Just as businesses in other sectors historically had agents or outlets in different parts of the world to market and sell their products, carriers have used the GDS as a distributor. But all distributors have a cost for this service and airlines, just like other retailers, want control over how their wares are marketed and the timing of releases etc.

The airlines accept that they should pay their distributor but they increasingly see the TMCs and other resellers of their content as whom they would like to pay more directly rather than through the intermediary, ie the GDS. According to T2RL’s Luck, “Airlines say they are happy to pay something but they’d like more control over what they pay to agencies and be able to decide how much to pay to whom.”

Then there is the issue that the resellers (TMCs) make their money from the ultimate customer, ie the corporate. The corporate is willing to pay for a service – indeed it can be five per cent or even more of the total travel budget that goes to the TMC – but if income from the GDS drops, the TMC might very much need to get more from the corporate.

Mihai Dinu, global travel manager at UiPath, sums up the thinking of many of his fellow travel managers: “Will a TMC increase the service fee for NDC content? Some TMCs have a concept [of what should incur a higher fee], eg a low-cost carrier. You can imagine NDC in the same way because it’s not standard content.
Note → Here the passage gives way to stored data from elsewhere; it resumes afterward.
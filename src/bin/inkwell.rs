use anyhow::Result;
use inkwell::cli;

#[tokio::main]
async fn main() -> Result<()> {
    let action = cli::start()?;

    action.execute().await?;

    Ok(())
}
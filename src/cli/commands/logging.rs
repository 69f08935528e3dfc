use clap::{Arg, Command, builder::ValueParser};

pub const ARG_VERBOSITY: &str = "verbosity";

/// Accept either a level name or a number, as `INKWELL_LOG_LEVEL` may hold either.
#[must_use]
pub fn validator_log_level() -> ValueParser {
    ValueParser::from(move |level: &str| -> std::result::Result<u8, String> {
        if let Ok(parsed) = level.parse::<u8>()
            && parsed <= 5
        {
            return Ok(parsed);
        }

        match level.to_lowercase().as_str() {
            "error" => Ok(0),
            "warn" => Ok(1),
            "info" => Ok(2),
            "debug" => Ok(3),
            "trace" => Ok(4),
            _ => Err("invalid log level".to_string()),
        }
    })
}

#[must_use]
pub fn with_args(command: Command) -> Command {
    command.arg(
        Arg::new(ARG_VERBOSITY)
            .short('v')
            .long("verbose")
            .help("Verbosity level: ERROR, WARN, INFO, DEBUG, TRACE (default: ERROR)")
            .env("INKWELL_LOG_LEVEL")
            .global(true)
            .action(clap::ArgAction::Count)
            .value_parser(validator_log_level()),
    )
}
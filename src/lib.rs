//! # Inkwell (document management backend)
//!
//! `inkwell` serves documents, books and pictures to a markdown editor. The
//! part of the service with real state is authentication:
//!
//! ## Sessions
//!
//! Signing in issues two opaque 64-character tokens. The access token lives
//! for one hour and authenticates data requests; the refresh token lives for
//! 180 days and can be exchanged exactly once for a new pair. Both are kept in
//! in-process TTL caches, keyed by token, each entry carrying the full session.
//!
//! ## Request Authentication
//!
//! - **System mode** (`/api/token/*`): the client proves knowledge of a shared
//!   secret with `Authorization: Basic sha256(secret + bucket)`, where the bucket
//!   is the current 10-minute window. Adjacent windows are accepted.
//! - **User mode** (`/api/data/*`): `Authorization: Bearer <access token>`. The
//!   resolved user id is handed to the handler as a `Principal`.
//!
//! ## Sign-in Throttling
//!
//! Each username gets 5 sign-in attempts per 5-minute window. Successful
//! sign-in clears the counter.
//!
//! ## Registration
//!
//! Registration can be disabled; the first account can still be created while
//! the credential store is empty.

pub mod api;
pub mod cli;
pub mod store;

#[allow(clippy::doc_markdown, clippy::needless_raw_string_hashes)]
pub mod built_info {
    include!(concat!(env!("OUT_DIR"), "/built.rs"));
}

pub const GIT_COMMIT_HASH: &str = match built_info::GIT_COMMIT_HASH {
    Some(hash) => hash,
    None => "unknown",
};
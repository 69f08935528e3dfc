use crate::GIT_COMMIT_HASH;
use axum::{
    body::Body,
    extract::Extension,
    http::{HeaderMap, HeaderValue, Method, StatusCode},
    response::{IntoResponse, Json},
};
use serde::{Deserialize, Serialize};
use std::sync::Arc;
use tracing::{debug, error};
use utoipa::ToSchema;

use super::auth::AuthState;

#[derive(ToSchema, Serialize, Deserialize, Debug)]
pub struct Health {
    commit: String,
    name: String,
    version: String,
    database: String,
}

#[utoipa::path(
    get,
    path= "/health",
    responses (
        (status = 200, description = "Credential store is reachable", body = [Health]),
        (status = 503, description = "Credential store is unreachable", body = [Health])
    ),
    tag= "health"
)]
// axum handler for health
pub async fn health(method: Method, auth_state: Extension<Arc<AuthState>>) -> impl IntoResponse {
    let result = auth_state.store().ping().await.map_err(|err| {
        error!("Credential store health check failed: {err:#}");
        StatusCode::SERVICE_UNAVAILABLE
    });

    let health = Health {
        commit: GIT_COMMIT_HASH.to_string(),
        name: env!("CARGO_PKG_NAME").to_string(),
        version: env!("CARGO_PKG_VERSION").to_string(),
        database: if result.is_ok() {
            "ok".to_string()
        } else {
            "error".to_string()
        },
    };

    let body = if method == Method::GET {
        Json(&health).into_response()
    } else {
        Body::empty().into_response()
    };

    let short_hash = health.commit.get(0..7).unwrap_or_default();

    let mut headers = HeaderMap::new();
    match format!("{}:{}:{}", health.name, health.version, short_hash).parse::<HeaderValue>() {
        Ok(value) => {
            debug!("X-App header: {:?}", value);
            headers.insert("X-App", value);
        }
        Err(err) => error!("Failed to parse X-App header: {}", err),
    }

    match result {
        Ok(()) => (StatusCode::OK, headers, body),
        Err(status) => (status, headers, body),
    }
}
How do you position the fee?”

On one level, the issue is simple. Just as in many other industries the number of airline products is exploding. However, its legacy distribution system, the GDS, was built in the pre-digital age. To change the technology system is not going to happen in a day and it will be costly. It is an unspoken issue but an important one and was probably at the root of much of the discord and anxiety five years ago.

The need for time and collaboration is on everyone’s lips. In the words of Lufthansa’s Walter, “We’re on a journey, a change process. We need to make sure that we bring everyone along and have some sort of alignment of where we want to go. Change is never easy.”

NDC has gone through a complex journey as it matures to accommodate players from the different pillars of its eco-system. Agents, aggregators, tech companies and airlines have all sought NDC accreditation and many have achieved different layers of it.

The upshot is that some 60 airlines are now on NDC, including all the major passenger airlines which between them represent more than 50 per cent of IATA’s air passenger traffic.

Some of those carriers are moving very fast. Finnair is starting to move its content from GDS, EDIFACT pricing to NDC, continuous pricing. The plan is for it all to be on new channels by the end of 2025. Pushing the envelope across the Atlantic, meanwhile, is American Airlines, which has told agencies they need to be connected to the carrier’s NDC technology by April 2023 or risk losing access to 40 per cent of its fares. Airline distribution is undergoing a major transformation and it won’t necessarily be a smooth ride.